In the entries, find all lines that hold the word "StatusCode" and copy them.

**Dataset entries:**

********************

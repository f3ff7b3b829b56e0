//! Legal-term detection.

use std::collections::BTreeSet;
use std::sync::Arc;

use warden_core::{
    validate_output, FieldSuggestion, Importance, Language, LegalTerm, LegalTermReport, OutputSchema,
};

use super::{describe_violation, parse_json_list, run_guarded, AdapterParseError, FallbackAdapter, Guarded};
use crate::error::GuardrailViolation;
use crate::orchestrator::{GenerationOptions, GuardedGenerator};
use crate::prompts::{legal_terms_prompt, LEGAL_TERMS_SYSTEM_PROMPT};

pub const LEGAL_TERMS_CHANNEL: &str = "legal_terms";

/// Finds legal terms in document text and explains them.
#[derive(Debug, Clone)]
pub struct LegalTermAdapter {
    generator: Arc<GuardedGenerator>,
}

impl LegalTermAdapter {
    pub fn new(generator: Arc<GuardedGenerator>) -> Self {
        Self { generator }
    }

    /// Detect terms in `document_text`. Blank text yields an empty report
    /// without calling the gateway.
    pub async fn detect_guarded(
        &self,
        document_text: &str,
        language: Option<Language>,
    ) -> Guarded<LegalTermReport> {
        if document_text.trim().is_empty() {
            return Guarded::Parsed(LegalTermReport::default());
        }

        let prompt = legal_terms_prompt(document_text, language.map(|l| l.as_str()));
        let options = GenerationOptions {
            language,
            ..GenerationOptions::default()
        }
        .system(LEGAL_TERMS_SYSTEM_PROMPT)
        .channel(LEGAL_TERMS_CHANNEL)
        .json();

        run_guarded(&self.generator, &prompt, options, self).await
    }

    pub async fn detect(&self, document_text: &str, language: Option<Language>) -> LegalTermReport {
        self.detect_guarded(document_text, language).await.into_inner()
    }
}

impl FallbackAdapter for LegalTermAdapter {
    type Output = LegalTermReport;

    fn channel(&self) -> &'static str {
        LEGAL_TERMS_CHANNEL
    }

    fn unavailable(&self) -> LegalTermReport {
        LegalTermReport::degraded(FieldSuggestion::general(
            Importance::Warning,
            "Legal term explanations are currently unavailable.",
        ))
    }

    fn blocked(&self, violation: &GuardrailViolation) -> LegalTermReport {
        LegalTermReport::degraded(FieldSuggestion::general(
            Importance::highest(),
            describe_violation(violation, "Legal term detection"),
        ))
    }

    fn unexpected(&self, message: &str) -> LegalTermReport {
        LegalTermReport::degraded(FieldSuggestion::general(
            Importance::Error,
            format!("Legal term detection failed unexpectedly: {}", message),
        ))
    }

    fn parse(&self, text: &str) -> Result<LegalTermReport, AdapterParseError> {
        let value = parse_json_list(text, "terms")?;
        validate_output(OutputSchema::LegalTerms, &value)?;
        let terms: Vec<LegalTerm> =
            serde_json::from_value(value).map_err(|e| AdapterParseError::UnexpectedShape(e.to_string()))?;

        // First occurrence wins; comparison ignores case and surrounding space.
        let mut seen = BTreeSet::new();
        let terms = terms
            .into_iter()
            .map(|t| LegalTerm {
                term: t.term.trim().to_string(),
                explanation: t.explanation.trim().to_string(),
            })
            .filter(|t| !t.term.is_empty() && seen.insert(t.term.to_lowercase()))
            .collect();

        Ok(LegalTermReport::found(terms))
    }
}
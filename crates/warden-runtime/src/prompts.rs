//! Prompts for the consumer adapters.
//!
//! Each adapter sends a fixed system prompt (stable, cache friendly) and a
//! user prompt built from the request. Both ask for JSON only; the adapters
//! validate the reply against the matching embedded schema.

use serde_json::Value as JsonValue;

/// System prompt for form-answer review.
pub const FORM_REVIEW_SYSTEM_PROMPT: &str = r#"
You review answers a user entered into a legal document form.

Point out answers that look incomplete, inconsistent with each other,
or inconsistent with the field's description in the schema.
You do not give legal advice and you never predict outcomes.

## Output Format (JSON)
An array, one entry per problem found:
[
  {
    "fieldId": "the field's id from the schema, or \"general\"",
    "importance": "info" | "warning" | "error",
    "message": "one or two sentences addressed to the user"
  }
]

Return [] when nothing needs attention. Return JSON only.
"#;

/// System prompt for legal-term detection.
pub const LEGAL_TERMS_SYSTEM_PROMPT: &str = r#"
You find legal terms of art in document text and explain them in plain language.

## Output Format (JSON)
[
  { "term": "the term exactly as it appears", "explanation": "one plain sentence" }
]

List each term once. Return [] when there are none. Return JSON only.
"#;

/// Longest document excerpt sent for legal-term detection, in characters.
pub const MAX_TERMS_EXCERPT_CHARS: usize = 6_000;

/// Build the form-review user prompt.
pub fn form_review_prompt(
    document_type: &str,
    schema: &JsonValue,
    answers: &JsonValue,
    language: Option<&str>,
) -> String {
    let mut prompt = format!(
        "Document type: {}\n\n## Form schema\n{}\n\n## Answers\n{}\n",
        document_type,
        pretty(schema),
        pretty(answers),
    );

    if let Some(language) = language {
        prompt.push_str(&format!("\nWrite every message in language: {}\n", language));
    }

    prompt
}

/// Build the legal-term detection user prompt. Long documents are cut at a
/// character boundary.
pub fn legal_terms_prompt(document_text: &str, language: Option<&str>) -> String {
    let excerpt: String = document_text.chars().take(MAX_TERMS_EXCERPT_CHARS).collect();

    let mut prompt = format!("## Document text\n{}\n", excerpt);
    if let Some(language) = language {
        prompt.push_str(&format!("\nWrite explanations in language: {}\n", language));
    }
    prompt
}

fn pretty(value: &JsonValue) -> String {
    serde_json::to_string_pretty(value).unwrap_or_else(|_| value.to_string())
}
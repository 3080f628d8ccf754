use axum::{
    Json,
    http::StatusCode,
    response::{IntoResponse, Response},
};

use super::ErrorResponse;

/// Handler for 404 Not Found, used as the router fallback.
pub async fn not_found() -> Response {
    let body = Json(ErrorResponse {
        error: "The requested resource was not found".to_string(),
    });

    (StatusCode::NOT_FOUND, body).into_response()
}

********************

**Task answer:**
    http::StatusCode,
    (StatusCode::NOT_FOUND, body).into_response()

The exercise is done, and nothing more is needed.